Your goal
Everything from the first line of the records below through the line containing "address, stored lowercase." is to be retyped exactly; leave out the rest.

The records
————————

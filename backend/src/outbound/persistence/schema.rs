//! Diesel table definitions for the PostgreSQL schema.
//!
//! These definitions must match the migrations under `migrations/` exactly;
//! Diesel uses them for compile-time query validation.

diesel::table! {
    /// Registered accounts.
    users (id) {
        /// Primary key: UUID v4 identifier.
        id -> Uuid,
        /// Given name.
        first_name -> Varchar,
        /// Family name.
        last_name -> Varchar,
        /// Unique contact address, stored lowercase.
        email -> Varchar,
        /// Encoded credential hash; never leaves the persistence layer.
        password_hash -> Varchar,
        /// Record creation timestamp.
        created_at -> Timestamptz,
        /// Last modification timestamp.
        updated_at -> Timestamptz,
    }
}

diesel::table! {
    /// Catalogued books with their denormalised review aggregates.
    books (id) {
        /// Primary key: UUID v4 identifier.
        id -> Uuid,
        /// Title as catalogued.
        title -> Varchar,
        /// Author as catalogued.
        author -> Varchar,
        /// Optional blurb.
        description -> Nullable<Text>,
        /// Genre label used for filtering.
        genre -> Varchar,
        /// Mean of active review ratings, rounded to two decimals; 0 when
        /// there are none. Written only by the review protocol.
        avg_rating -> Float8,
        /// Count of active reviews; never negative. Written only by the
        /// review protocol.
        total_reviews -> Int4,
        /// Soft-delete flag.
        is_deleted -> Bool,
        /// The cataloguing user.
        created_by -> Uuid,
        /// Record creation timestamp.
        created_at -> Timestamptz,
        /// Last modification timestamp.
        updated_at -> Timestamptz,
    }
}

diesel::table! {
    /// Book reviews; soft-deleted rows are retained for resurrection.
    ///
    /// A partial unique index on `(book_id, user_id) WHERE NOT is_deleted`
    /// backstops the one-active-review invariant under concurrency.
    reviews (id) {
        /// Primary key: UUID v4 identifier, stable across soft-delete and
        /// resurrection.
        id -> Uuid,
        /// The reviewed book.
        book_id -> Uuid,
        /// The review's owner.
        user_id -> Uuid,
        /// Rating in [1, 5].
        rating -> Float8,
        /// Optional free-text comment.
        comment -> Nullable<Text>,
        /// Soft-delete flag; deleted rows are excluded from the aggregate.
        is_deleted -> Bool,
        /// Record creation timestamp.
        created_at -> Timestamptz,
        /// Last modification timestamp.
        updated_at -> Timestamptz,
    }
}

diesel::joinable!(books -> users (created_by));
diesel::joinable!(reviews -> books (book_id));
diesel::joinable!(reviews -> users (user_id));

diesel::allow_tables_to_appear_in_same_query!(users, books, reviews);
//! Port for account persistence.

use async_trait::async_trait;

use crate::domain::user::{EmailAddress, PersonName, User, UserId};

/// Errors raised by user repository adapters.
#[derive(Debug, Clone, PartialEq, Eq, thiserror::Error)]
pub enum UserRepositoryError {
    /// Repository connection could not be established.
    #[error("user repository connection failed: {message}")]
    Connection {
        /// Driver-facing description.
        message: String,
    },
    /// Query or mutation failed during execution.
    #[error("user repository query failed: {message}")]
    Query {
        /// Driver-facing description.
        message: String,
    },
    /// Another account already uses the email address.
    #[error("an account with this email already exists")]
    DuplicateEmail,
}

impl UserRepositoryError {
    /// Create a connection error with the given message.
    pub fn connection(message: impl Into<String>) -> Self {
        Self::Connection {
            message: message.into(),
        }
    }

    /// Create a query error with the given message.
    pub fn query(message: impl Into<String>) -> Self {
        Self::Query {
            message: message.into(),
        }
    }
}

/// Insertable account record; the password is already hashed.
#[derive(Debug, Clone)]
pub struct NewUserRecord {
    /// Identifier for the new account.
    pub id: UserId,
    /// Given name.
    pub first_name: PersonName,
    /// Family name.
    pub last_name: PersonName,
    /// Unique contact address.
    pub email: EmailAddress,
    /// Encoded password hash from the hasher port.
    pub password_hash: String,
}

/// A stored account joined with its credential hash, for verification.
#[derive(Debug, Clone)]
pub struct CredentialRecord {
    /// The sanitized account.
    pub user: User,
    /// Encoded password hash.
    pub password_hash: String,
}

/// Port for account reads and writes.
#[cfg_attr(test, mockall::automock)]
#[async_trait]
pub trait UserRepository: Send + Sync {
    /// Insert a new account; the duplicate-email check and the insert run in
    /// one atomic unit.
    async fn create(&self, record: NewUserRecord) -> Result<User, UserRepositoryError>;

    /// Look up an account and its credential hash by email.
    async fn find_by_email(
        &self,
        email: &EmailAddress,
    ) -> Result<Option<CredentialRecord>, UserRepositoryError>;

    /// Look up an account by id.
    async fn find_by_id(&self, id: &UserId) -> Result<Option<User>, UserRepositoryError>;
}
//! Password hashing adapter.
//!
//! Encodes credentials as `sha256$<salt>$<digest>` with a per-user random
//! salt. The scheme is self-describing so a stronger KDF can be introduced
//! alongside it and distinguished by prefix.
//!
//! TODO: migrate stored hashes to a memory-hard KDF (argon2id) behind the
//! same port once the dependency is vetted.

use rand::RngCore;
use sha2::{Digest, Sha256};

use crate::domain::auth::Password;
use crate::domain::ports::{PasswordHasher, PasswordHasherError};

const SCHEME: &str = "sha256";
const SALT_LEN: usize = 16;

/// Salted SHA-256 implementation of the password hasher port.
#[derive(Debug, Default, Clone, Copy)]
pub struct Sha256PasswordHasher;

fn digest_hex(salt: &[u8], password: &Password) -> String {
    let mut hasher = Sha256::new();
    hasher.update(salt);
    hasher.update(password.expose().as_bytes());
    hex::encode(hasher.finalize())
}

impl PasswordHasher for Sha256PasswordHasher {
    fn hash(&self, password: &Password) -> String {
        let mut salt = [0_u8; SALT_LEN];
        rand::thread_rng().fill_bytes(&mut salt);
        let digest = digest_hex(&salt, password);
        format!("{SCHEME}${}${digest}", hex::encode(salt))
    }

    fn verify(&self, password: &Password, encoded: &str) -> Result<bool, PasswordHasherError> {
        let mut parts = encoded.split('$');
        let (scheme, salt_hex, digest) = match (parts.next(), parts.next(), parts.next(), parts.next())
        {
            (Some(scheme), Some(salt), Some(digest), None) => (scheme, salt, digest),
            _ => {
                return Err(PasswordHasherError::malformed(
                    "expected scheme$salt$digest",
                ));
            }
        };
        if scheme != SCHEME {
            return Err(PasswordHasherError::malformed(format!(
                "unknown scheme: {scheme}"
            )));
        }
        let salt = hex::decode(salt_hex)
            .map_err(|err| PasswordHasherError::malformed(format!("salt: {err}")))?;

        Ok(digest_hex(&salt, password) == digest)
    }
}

————————

Answer to this task
filename backend/src/outbound/persistence/schema.rs
//! Diesel table definitions for the PostgreSQL schema.
//!
//! These definitions must match the migrations under `migrations/` exactly;
//! Diesel uses them for compile-time query validation.

diesel::table! {
    /// Registered accounts.
    users (id) {
        /// Primary key: UUID v4 identifier.
        id -> Uuid,
        /// Given name.
        first_name -> Varchar,
        /// Family name.
        last_name -> Varchar,
        /// Unique contact address, stored lowercase.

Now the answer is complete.